Çatlamak üzere. Bir şekilde bu girdaptan kurtulmalı, ama nasıl? Aklına babasını aramak geliyor, hemen vazgeçiyor. ‘Bu yaşa geldin, elde ettiğin büyük bir başarın bile yok. Sıradan bir şirkette sıradan bir yönetici olabildin. Üstelik bana göre kas yapında da bir üstünlük yok. Bir de hastanelik mi oldun? Dikkatsizlikten nefret ettiğimi, hele hastanelerin varlığına bile dayanamadığımı bilirsin’ diye başının etini yer artık. Mecbur yatıyor yatakta. Neyse ki çok beklemeden doktor geliyor. Hiçbir problem olmadığını ve çıkabileceğini söylüyor. Neredeyse adama sarılıp öpecek. Fırlıyor yataktan, hastanenin yanındaki yükleme merkezinden telefonuna tüm gereken donanımları yükletiyor; banka kredi kartları, kimlik bilgileri, tüm numaraları, işiyle ilgili verileri. Buluşmaya yarım saat var. Eve gitmesi on beş dakika alsa buluşmaya ucu ucuna yetişir.

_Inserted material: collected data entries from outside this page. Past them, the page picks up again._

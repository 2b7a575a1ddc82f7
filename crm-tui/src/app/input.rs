//! Keyboard and mouse handling.

use std::time::Instant;

use crm_lib::{FieldKind, Form};
use crm_ui::{Event, Key, Modifiers, MouseButton, Rect};
use log::trace;

use super::{App, Focus, FormScreen, Screen, Section};

impl App {
    pub fn handle_event(&mut self, event: Event, now: Instant) {
        trace!("event: {:?}", event);
        match event {
            Event::Key { key, modifiers } => self.handle_key(key, modifiers, now),
            Event::Click {
                x,
                y,
                button: MouseButton::Left,
            } => self.handle_click(x, y, now),
            Event::Click { .. } | Event::Resize { .. } => {}
            Event::Scroll { delta, .. } => self.move_selection(delta as isize),
        }
    }

    fn handle_key(&mut self, key: Key, modifiers: Modifiers, now: Instant) {
        if modifiers.ctrl {
            match key {
                Key::Char('q') => {
                    self.quit = true;
                    return;
                }
                Key::Char('l') if self.session.is_some() => {
                    self.sign_out(now);
                    return;
                }
                _ => {}
            }
        }

        match self.screen {
            Screen::Login(_) | Screen::Create(_) => self.form_key(key, modifiers, now),
            _ => self.page_key(key, modifiers, now),
        }
    }

    fn page_key(&mut self, key: Key, modifiers: Modifiers, now: Instant) {
        let plain = !modifiers.ctrl && !modifiers.alt;
        match (self.focus, key) {
            (_, Key::Tab) => self.cycle_focus(1),
            (_, Key::BackTab) => self.cycle_focus(-1),

            (Focus::Search, Key::Escape | Key::Enter | Key::Down) => self.focus = Focus::Table,
            (Focus::Search, Key::Char(c)) if plain => self.edit_search(|search| search.push(c)),
            (Focus::Search, Key::Backspace) => self.edit_search(|search| {
                search.pop();
            }),
            (Focus::Search, _) => {}

            (_, Key::Escape) => {
                self.go_back();
            }
            (_, Key::Char('/')) if matches!(self.screen, Screen::List(_)) => self.focus = Focus::Search,
            (_, Key::Char('f')) if plain => self.cycle_filter(true),
            (_, Key::Char('F')) if plain => self.cycle_filter(false),
            (_, Key::Char('n')) if plain => {
                self.open_create();
            }
            (_, Key::Char('[')) => self.switch_tab(-1),
            (_, Key::Char(']')) => self.switch_tab(1),
            (_, Key::Char('s')) if plain => {
                self.toggle_user_status(now);
            }

            (Focus::Sidebar, Key::Up) => self.move_sidebar(-1),
            (Focus::Sidebar, Key::Down) => self.move_sidebar(1),
            (Focus::Sidebar, Key::Enter) => {
                let section = Section::ALL[self.sidebar_cursor];
                self.open_section(section, now);
            }

            (Focus::Table, Key::Up) => self.move_selection(-1),
            (Focus::Table, Key::Down) => self.move_selection(1),
            (Focus::Table, Key::PageUp) => self.move_selection(-self.page_size()),
            (Focus::Table, Key::PageDown) => self.move_selection(self.page_size()),
            (Focus::Table, Key::Home) => self.move_selection(isize::MIN / 2),
            (Focus::Table, Key::End) => self.move_selection(isize::MAX / 2),
            (Focus::Table, Key::Enter) => self.activate_selected(now),
            _ => {}
        }
    }

    /// Focus targets of the current screen, in `Tab` order.
    fn focus_order(&self) -> &'static [Focus] {
        match self.screen {
            Screen::List(_) => &[Focus::Sidebar, Focus::Search, Focus::Table],
            _ => &[Focus::Sidebar, Focus::Table],
        }
    }

    fn cycle_focus(&mut self, delta: isize) {
        let order = self.focus_order();
        let current = order.iter().position(|f| *f == self.focus).unwrap_or(0) as isize;
        self.focus = order[(current + delta).rem_euclid(order.len() as isize) as usize];
        trace!("focus {:?}", self.focus);
    }

    fn move_sidebar(&mut self, delta: isize) {
        let count = Section::ALL.len() as isize;
        self.sidebar_cursor = (self.sidebar_cursor as isize + delta).rem_euclid(count) as usize;
    }

    fn page_size(&self) -> isize {
        self.hits.table.viewport_rows.max(1) as isize
    }

    /// Rows that can be selected; none while loading.
    fn row_count(&self) -> usize {
        if self.screen.is_loading() {
            return 0;
        }
        self.page_table().map_or(0, |table| table.len())
    }

    fn move_selection(&mut self, delta: isize) {
        let len = self.row_count();
        if let Some(state) = self.screen.table_state_mut() {
            state.selected = step_selection(state.selected, delta, len);
        }
    }

    fn reset_selection(&mut self) {
        if let Some(state) = self.screen.table_state_mut() {
            *state = Default::default();
        }
    }

    fn edit_search(&mut self, edit: impl FnOnce(&mut String)) {
        if let Screen::List(list) = &mut self.screen {
            edit(list.filter.search_mut());
            trace!("search: {:?}", list.filter.search());
        }
        self.reset_selection();
    }

    fn cycle_filter(&mut self, primary: bool) {
        let Screen::List(list) = &mut self.screen else { return };
        let changed = if primary {
            list.filter.cycle_primary(&self.store)
        } else {
            list.filter.cycle_secondary()
        };
        if changed {
            trace!("filters: {:?}", list.filter.chips());
            self.reset_selection();
        }
    }

    fn switch_tab(&mut self, delta: isize) {
        if let Screen::Detail(detail) = &mut self.screen {
            detail.switch_tab(delta);
        }
    }

    fn activate_selected(&mut self, now: Instant) {
        let Some(index) = self.screen.table_state().and_then(|state| state.selected) else {
            return;
        };
        self.activate_row(index, now);
    }

    /// Open whatever row `index` of the current table points at.
    pub fn activate_row(&mut self, index: usize, now: Instant) {
        let loading = self.screen.is_loading();
        let Some(record) = self.page_table().and_then(|table| table.activate(index, loading)) else {
            return;
        };
        self.open_record(record, now);
    }

    fn handle_click(&mut self, x: u16, y: u16, now: Instant) {
        if let Some(section) = hit(&self.hits.sidebar, x, y) {
            self.open_section(section, now);
        } else if let Some(tab) = hit(&self.hits.tabs, x, y) {
            if let Screen::Detail(detail) = &mut self.screen {
                detail.switch_tab(tab as isize - detail.tab as isize);
            }
        } else if let Some(field) = hit(&self.hits.fields, x, y) {
            if let Screen::Login(form) | Screen::Create(form) = &mut self.screen {
                form.field = field;
            }
        } else if self.hits.search.is_some_and(|rect| rect.contains(x, y)) {
            self.focus = Focus::Search;
        } else if let Some(index) = self.hits.table.row_at(x, y) {
            self.focus = Focus::Table;
            if let Some(state) = self.screen.table_state_mut() {
                state.selected = Some(index);
            }
            self.activate_row(index, now);
        }
    }

    fn form_key(&mut self, key: Key, modifiers: Modifiers, now: Instant) {
        match key {
            Key::Enter => {
                self.submit_form(now);
                return;
            }
            Key::Escape => {
                if matches!(self.screen, Screen::Create(_)) {
                    self.go_back();
                }
                return;
            }
            _ => {}
        }

        let accounts: Vec<String> = self.store.accounts().iter().map(|a| a.id.clone()).collect();
        let (Screen::Login(form) | Screen::Create(form)) = &mut self.screen else {
            return;
        };
        match key {
            Key::Tab | Key::Down => form.move_field(1),
            Key::BackTab | Key::Up => form.move_field(-1),
            key => edit_field(form, key, modifiers, &accounts),
        }
    }
}

fn hit<T: Copy>(regions: &[(T, Rect)], x: u16, y: u16) -> Option<T> {
    regions
        .iter()
        .find(|(_, rect)| rect.contains(x, y))
        .map(|(value, _)| *value)
}

/// Move a selection by `delta` within `len` rows, clamping at both ends.
/// With nothing selected, moving down starts at the top and up at the bottom.
pub fn step_selection(current: Option<usize>, delta: isize, len: usize) -> Option<usize> {
    if len == 0 {
        return None;
    }
    let last = len as isize - 1;
    let next = match current {
        None if delta < 0 => last,
        None => 0,
        Some(index) => (index.min(len - 1) as isize).saturating_add(delta).clamp(0, last),
    };
    Some(next as usize)
}

/// Set `value` to the option `delta` steps from the current one.
fn cycle_value(value: &mut String, options: &[&str], delta: isize) {
    if options.is_empty() {
        return;
    }
    let count = options.len() as isize;
    let next = match options.iter().position(|option| *option == value.as_str()) {
        Some(index) => (index as isize + delta).rem_euclid(count),
        None if delta < 0 => count - 1,
        None => 0,
    };
    *value = options[next as usize].to_string();
}

fn edit_field(form: &mut FormScreen, key: Key, modifiers: Modifiers, accounts: &[String]) {
    let Some(spec) = form.kind.form().fields().get(form.field).copied() else {
        return;
    };
    let editor = form.kind.form_mut();

    if spec.kind == FieldKind::Toggle {
        if matches!(key, Key::Char(' ') | Key::Left | Key::Right) {
            editor.toggle(spec.name);
        }
        return;
    }

    // Locked fields (shipping copied from billing) have no mutable value.
    let Some(value) = editor.value_mut(spec.name) else {
        return;
    };
    let edited = match spec.kind {
        FieldKind::Choice(options) => edit_choice(value, options, key),
        FieldKind::AccountRef => {
            let mut options = vec![""];
            options.extend(accounts.iter().map(String::as_str));
            edit_choice(value, &options, key)
        }
        _ => match key {
            Key::Char(c) if !modifiers.ctrl && !modifiers.alt => {
                value.push(c);
                true
            }
            Key::Backspace => value.pop().is_some(),
            _ => false,
        },
    };

    if edited && let Some(errors) = &mut form.errors {
        errors.fields.retain(|error| error.field != spec.name);
    }
}

fn edit_choice(value: &mut String, options: &[&str], key: Key) -> bool {
    match key {
        Key::Left => cycle_value(value, options, -1),
        Key::Right | Key::Char(' ') => cycle_value(value, options, 1),
        Key::Backspace | Key::Delete => value.clear(),
        _ => return false,
    }
    true
}

#[cfg(test)]
mod tests {
    use super::*;

    #[test]
    fn test_step_selection() {
        assert_eq!(step_selection(None, 1, 0), None);
        assert_eq!(step_selection(None, 1, 4), Some(0));
        assert_eq!(step_selection(None, -1, 4), Some(3));
        assert_eq!(step_selection(Some(2), 1, 4), Some(3));
        assert_eq!(step_selection(Some(3), 1, 4), Some(3));
        assert_eq!(step_selection(Some(0), -5, 4), Some(0));
        assert_eq!(step_selection(Some(9), -1, 4), Some(2));
        assert_eq!(step_selection(Some(1), isize::MAX / 2, 4), Some(3));
    }

    #[test]
    fn test_cycle_value_wraps() {
        let options = ["New", "Contacted", "Qualified"];
        let mut value = String::new();
        cycle_value(&mut value, &options, 1);
        assert_eq!(value, "New");
        cycle_value(&mut value, &options, -1);
        assert_eq!(value, "Qualified");
        cycle_value(&mut value, &options, 1);
        assert_eq!(value, "New");
    }
}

Nesli adamımızdan üç dakika önce gelip iki kişilik masaya oturmuş. Üzerinde göz alıcı kırmızı bir elbise, ayaklarında yeşil grange modeli ayakkabılar. Tek elinde siyah bir eldiven sanırım escadero marka. Masaya yaklaşıyor,

“Bir kadını beklettiğin için senin sekiz puanını sildim” diyor Nesli daha oturmasına bile izin vermeden. Özür dilemeyecek, yaşadıklarını da anlatmayacak, çünkü ardı ardına puan kaybedeceğinin farkında..

“Çok güzelsin” diyor. Oturduğu anda masadaki menü açılıyor. Daha fazla konuşmadan kokusunu, görüntüsünü sanal ortamda test edip siparişlerini veriyorlar.

“Kıyafetini beğendim” diyor Nesli, giysi dolabının ilk buluşma için önerdiği kıyafeti süzerken.

“Ben de seninkini” diyor sevinerek.

“Sen bir şey söylemesen de iki saat önce nerede olduğunu biliyorum. Biraz tuhafıma gitti. Açıkçası yakıştıramadım sana. Dün gece anlatmıştım ya bir erkekle ilişki için yaptığım puanlamayı. Sen şimdiye kadar ki en yüksek notu almıştın benden ama bu hastaneler, geç kalmalar. Artık pek emin değilim.”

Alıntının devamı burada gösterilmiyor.